Trézelle, très ému, détourna d’elle son regard.

— Et n’oubliez pas, dit-elle, comme si elle n’eût rien formulé d’étrange ou de troublant, n’oubliez pas que M. de Courcieux se trompe en croyant possible l’arrangement qu’il demande. Dites-lui bien que le bonheur m’est désormais interdit, c’est-à-dire qu’il lui serait impossible avec moi, par moi. Il veut bien dire parfois qu’il loue, qu’il admire même ma fermeté d’âme. Où la prend-il, sinon dans ma vaillance à supporter ma solitude chez lui ? Je vous ai dit cela ; je vous le répète puisque vous m’y obligez. Expliquez-le-lui. Le lendemain du jour où ce qu’il demande serait accompli, il aurait détruit lui-même en lui toute raison de m’admirer, pour répéter son mot ; de m’estimer si vous aimez mieux… Et ne niez pas ; j’en appelle à vous ! Regardez-moi bien, Trézelle. J’ai toujours été franche et je suis devenue hardie, car la douleur m’a faite une âme libre. Eh bien, je vous aime, vous le savez maintenant, je vous aime pour toutes les raisons qui m’éloignent des autres hommes. Vous étiez le maître hier soir, mais que penseriez-vous de moi aujourd’hui, dites-le franchement, si je ne m’étais pas protégée contre vous derrière la mort, qui est mon amie, elle aussi ? Et cependant, pour vous, quoi qu’il advînt, je ne pourrais être jamais qu’une femme qui était libre de ses actions avant de vous connaître, tandis que, pour lui, je deviendrais, du soir au lendemain, une épouse qui fut coupable ! Du soir au lendemain il serait jaloux de mon passé, il me le reprocherait comme s’il venait de l’apprendre ; il serait un homme nouveau qui ne connaîtrait plus, dans l’intimité, ni les réserves, ni les élégances du marquis de Courcieux.

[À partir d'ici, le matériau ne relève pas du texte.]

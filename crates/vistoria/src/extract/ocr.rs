use std::io::Cursor;
use std::path::Path;
use std::sync::Arc;

use image::{DynamicImage, GrayImage, Luma};

use crate::error::ProcessError;

/// Grey level above which a pixel becomes white when binarising scans.
const BINARY_THRESHOLD: u8 = 127;

#[derive(Clone)]
pub struct OcrProcessor {
    inner: Arc<OcrProcessorInner>,
}

struct OcrProcessorInner {
    languages: String,
    dpi: u32,
}

impl OcrProcessor {
    pub fn new(languages: &[String], dpi: u32) -> Self {
        let lang_str = if languages.is_empty() {
            "por".to_string()
        } else {
            languages.join("+")
        };

        Self {
            inner: Arc::new(OcrProcessorInner {
                languages: lang_str,
                dpi,
            }),
        }
    }

    pub fn dpi(&self) -> u32 {
        self.inner.dpi
    }

    pub fn languages(&self) -> &str {
        &self.inner.languages
    }

    pub fn process_image(&self, image_path: &Path) -> Result<String, ProcessError> {
        self.process_image_bytes(&std::fs::read(image_path).map_err(|e| {
            ProcessError::ReadDocument {
                path: image_path.to_path_buf(),
                source: e,
            }
        })?)
    }

    /// Binarises the image and runs tesseract over it.
    pub fn process_image_bytes(&self, image_data: &[u8]) -> Result<String, ProcessError> {
        let _span = tracing::info_span!("extract.ocr", languages = %self.inner.languages).entered();

        let img = image::load_from_memory(image_data)
            .map_err(|e| ProcessError::OcrFailed(format!("Failed to load image: {}", e)))?;
        let binary = binarize(&img);

        // leptess reads encoded images, not raw buffers
        let mut png_data = Vec::new();
        DynamicImage::ImageLuma8(binary)
            .write_to(&mut Cursor::new(&mut png_data), image::ImageFormat::Png)
            .map_err(|e| ProcessError::OcrFailed(format!("Failed to convert image: {}", e)))?;

        let mut lt = leptess::LepTess::new(None, &self.inner.languages).map_err(|e| {
            ProcessError::OcrFailed(format!("Failed to initialize Tesseract: {}", e))
        })?;
        lt.set_image_from_mem(&png_data)
            .map_err(|e| ProcessError::OcrFailed(format!("Failed to set image for OCR: {}", e)))?;

        lt.get_utf8_text()
            .map_err(|e| ProcessError::OcrFailed(format!("OCR failed: {}", e)))
    }
}

/// Converts to greyscale and thresholds every pixel to pure black or white.
pub fn binarize(img: &DynamicImage) -> GrayImage {
    let mut gray = img.to_luma8();
    for pixel in gray.pixels_mut() {
        let Luma([value]) = *pixel;
        *pixel = Luma([if value > BINARY_THRESHOLD { 255 } else { 0 }]);
    }
    gray
}

#[cfg(test)]
mod tests {
    use super::*;
    use image::{Rgb, RgbImage};

    #[test]
    fn test_languages_joined() {
        let processor = OcrProcessor::new(&["por".to_string(), "eng".to_string()], 300);
        assert_eq!(processor.languages(), "por+eng");
        assert_eq!(processor.dpi(), 300);
    }

    #[test]
    fn test_default_language_is_portuguese() {
        let processor = OcrProcessor::new(&[], 150);
        assert_eq!(processor.languages(), "por");
        assert_eq!(processor.clone().dpi(), 150);
    }

    #[test]
    fn test_binarize_thresholds_pixels() {
        let mut rgb = RgbImage::new(3, 1);
        rgb.put_pixel(0, 0, Rgb([10, 10, 10]));
        rgb.put_pixel(1, 0, Rgb([127, 127, 127]));
        rgb.put_pixel(2, 0, Rgb([240, 240, 240]));

        let binary = binarize(&DynamicImage::ImageRgb8(rgb));
        assert_eq!(binary.get_pixel(0, 0), &Luma([0]));
        assert_eq!(binary.get_pixel(1, 0), &Luma([0]));
        assert_eq!(binary.get_pixel(2, 0), &Luma([255]));
    }

    #[test]
    fn test_invalid_image_data_error() {
        let processor = OcrProcessor::new(&[], 300);
        match processor.process_image_bytes(b"not an image") {
            Err(ProcessError::OcrFailed(msg)) => assert!(msg.contains("Failed to load image")),
            other => panic!("Expected OcrFailed, got {:?}", other.map(|_| ())),
        }
    }

    #[test]
    fn test_nonexistent_file_error() {
        let processor = OcrProcessor::new(&[], 300);
        assert!(matches!(
            processor.process_image(Path::new("/nonexistent/scan.png")),
            Err(ProcessError::ReadDocument { .. })
        ));
    }
}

Croyez-moi, Trézelle, si je devais me livrer, mon mari serait le seul homme à qui, pour mon repos et le sien, je devrais me refuser !

Elle se leva et, du seuil, apercevant le duc qui arrivait avec Courcieux :

— Mon cher oncle, dit-elle, avec une grande assurance, M. Trézelle vous dira bien des choses que vous serez chargé de répéter à M. de Courcieux. J’ai besoin de repos ce soir, je me retire. Adieu, monsieur Trézelle, puisque vous partez cette nuit… Qui sait si l’on se reverra ?…

Trézelle prit sa main et, s’inclinant, il fit mine de la lui baiser.

— Embrassez-moi donc en face ! dit-elle en riant.

Elle s’en alla. Trézelle prit congé. Le duc et le marquis restèrent seuls.

— Tu persistes ? tu as tort.

— Je l’aime passionnément, fit Courcieux d’un air sombre.

— Passionnément ? alors, dit le duc, rends-moi ma tabatière : tu vas te conduire comme une brute… Allons nous coucher.